Yeah -- that part I got.  I guess the complications started when I wanted my
'business tier' to use other methods of the business tier.  Simple example:
Create a new user -- at the business layer this is a transaction that
inserts records into a user table as well as ancillary tables, such as
preferences, etc.  But, then you might have some other process that also
involves creating a user, and it would be nice to just use the create user
method, but if my other process also wants to be a transaction you end up
with problems (And with needing to know about implementation details of your
createUser() method).  In other words, the problem crops up when you want to
use peer methods (peer in terms of tier).  But, it sounds like the solution
is really to just reuse some of the persistence methods in the business
tier, so that each transaction is self-contained, rather than reusing other
parts of the API -- though, Barney's approach of using package methods in
that way makes a lot of sense as an even better way to avoid the redundant
code.






> -----Original Message-----
> From: [EMAIL PROTECTED] [mailto:[EMAIL PROTECTED]
> Behalf Of Sean Corfield
> Sent: Thursday, June 17, 2004 11:34 AM
> To: [EMAIL PROTECTED]
> Subject: Re: [CFCDev] encapsulating transactions, WAS: Nested
> cftransaction error in CFMX 6.1
>
>
> On Thu, 17 Jun 2004 08:41:12 -0700, Nathan Dintenfass
> <[EMAIL PROTECTED]> wrote:
> > Sean, you say such nested transactions were "bugs" in your code
> -- but, I
> > suspect at least some of those were due to people following good
> > encapsulation rules
>
> Barney's response is spot on: transactions are business layer concepts
> so the "bugs" in our code were where we had mixed responsibilities
> across tiers.

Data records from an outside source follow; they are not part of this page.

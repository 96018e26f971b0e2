//! Table declarations: columns, foreign keys, indexes, backfills.

use serde::{Deserialize, Serialize};

use super::column::{ColumnSpec, DefaultValue};

/// `ON DELETE` action of a foreign key.
#[derive(Debug, Clone, Copy, PartialEq, Eq, Serialize, Deserialize)]
#[serde(rename_all = "snake_case")]
pub enum FkAction {
    Cascade,
    SetNull,
    Restrict,
    NoAction,
}

impl FkAction {
    pub fn sql(self) -> &'static str {
        match self {
            Self::Cascade => "CASCADE",
            Self::SetNull => "SET NULL",
            Self::Restrict => "RESTRICT",
            Self::NoAction => "NO ACTION",
        }
    }
}

/// A single-column foreign key.
#[derive(Debug, Clone, PartialEq, Eq, Serialize, Deserialize)]
pub struct ForeignKey {
    pub column: String,
    pub references_table: String,
    pub references_column: String,
    #[serde(default, skip_serializing_if = "Option::is_none")]
    pub on_delete: Option<FkAction>,
}

impl ForeignKey {
    pub fn new(
        column: impl Into<String>,
        references_table: impl Into<String>,
        references_column: impl Into<String>,
    ) -> Self {
        Self {
            column: column.into(),
            references_table: references_table.into(),
            references_column: references_column.into(),
            on_delete: None,
        }
    }

    pub fn on_delete(mut self, action: FkAction) -> Self {
        self.on_delete = Some(action);
        self
    }
}

/// An index created with `CREATE [UNIQUE] INDEX IF NOT EXISTS`.
#[derive(Debug, Clone, PartialEq, Eq, Serialize, Deserialize)]
pub struct IndexSpec {
    pub name: String,
    pub columns: Vec<String>,
    #[serde(default, skip_serializing_if = "std::ops::Not::not")]
    pub unique: bool,
}

impl IndexSpec {
    pub fn new<I, S>(name: impl Into<String>, columns: I) -> Self
    where
        I: IntoIterator<Item = S>,
        S: Into<String>,
    {
        Self {
            name: name.into(),
            columns: columns.into_iter().map(Into::into).collect(),
            unique: false,
        }
    }

    pub fn unique(mut self) -> Self {
        self.unique = true;
        self
    }
}

/// A guarded UPDATE that fills `column` with `value` for rows that still hold
/// NULL or the sentinel. `value` is an SQL expression evaluated per row.
#[derive(Debug, Clone, PartialEq, Serialize, Deserialize)]
pub struct BackfillSpec {
    pub column: String,
    pub value: String,
    #[serde(default, skip_serializing_if = "Option::is_none")]
    pub sentinel: Option<DefaultValue>,
}

impl BackfillSpec {
    pub fn new(column: impl Into<String>, value: impl Into<String>) -> Self {
        Self {
            column: column.into(),
            value: value.into(),
            sentinel: None,
        }
    }

    pub fn with_sentinel(mut self, sentinel: DefaultValue) -> Self {
        self.sentinel = Some(sentinel);
        self
    }
}

/// Desired shape of one table.
#[derive(Debug, Clone, PartialEq, Serialize, Deserialize)]
pub struct TableSpec {
    pub name: String,
    pub columns: Vec<ColumnSpec>,
    #[serde(default, skip_serializing_if = "Vec::is_empty")]
    pub foreign_keys: Vec<ForeignKey>,
    #[serde(default, skip_serializing_if = "Vec::is_empty")]
    pub indexes: Vec<IndexSpec>,
    #[serde(default, skip_serializing_if = "Vec::is_empty")]
    pub backfills: Vec<BackfillSpec>,
}

impl TableSpec {
    pub fn new(name: impl Into<String>) -> Self {
        Self {
            name: name.into(),
            columns: Vec::new(),
            foreign_keys: Vec::new(),
            indexes: Vec::new(),
            backfills: Vec::new(),
        }
    }

    pub fn column(mut self, column: ColumnSpec) -> Self {
        self.columns.push(column);
        self
    }

    pub fn foreign_key(mut self, fk: ForeignKey) -> Self {
        self.foreign_keys.push(fk);
        self
    }

    pub fn index(mut self, index: IndexSpec) -> Self {
        self.indexes.push(index);
        self
    }

    pub fn backfill(mut self, backfill: BackfillSpec) -> Self {
        self.backfills.push(backfill);
        self
    }

    pub fn find_column(&self, name: &str) -> Option<&ColumnSpec> {
        self.columns.iter().find(|c| c.is_named(name))
    }

    pub fn has_column(&self, name: &str) -> bool {
        self.find_column(name).is_some()
    }

    /// The foreign key declared on `column`, if any.
    pub fn foreign_key_for(&self, column: &str) -> Option<&ForeignKey> {
        self.foreign_keys
            .iter()
            .find(|fk| fk.column.eq_ignore_ascii_case(column))
    }

    pub fn is_foreign_key_column(&self, column: &str) -> bool {
        self.foreign_key_for(column).is_some()
    }

    pub fn primary_key_columns(&self) -> Vec<&ColumnSpec> {
        self.columns.iter().filter(|c| c.primary_key).collect()
    }
}
//! Core types for the Tally point-of-sale store: errors, configuration
//! and tracing setup shared by every other crate in the workspace.

pub mod config;
pub mod errors;
pub mod tracing;

pub use config::TallyConfig;
pub use errors::{ConfigError, SchemaError, StorageError, TallyErrorCode};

Designing transactions into your business model is right
> up there with designing exceptions into your application - it's not
> easy but it's very important to get it right. It's all about putting
> the right responsibilities into the right pieces of code.
>
> Nathan, you talked about having to refactor - that's right: you need
> to separate transactions out from the lower level database
> interactions. Barney's "dual method" approach solves that quite
> neatly.
>
> Some people feel that such separation is overkill but it's the
> separation that helps us really understand our applications and makes
> enhancements easier. Coherence: each thing should do one
> self-contained task (and do it well).
> --
> Sean A Corfield -- http://www.corfield.org/blog/
>
> "If you're not annoying somebody, you're not really alive."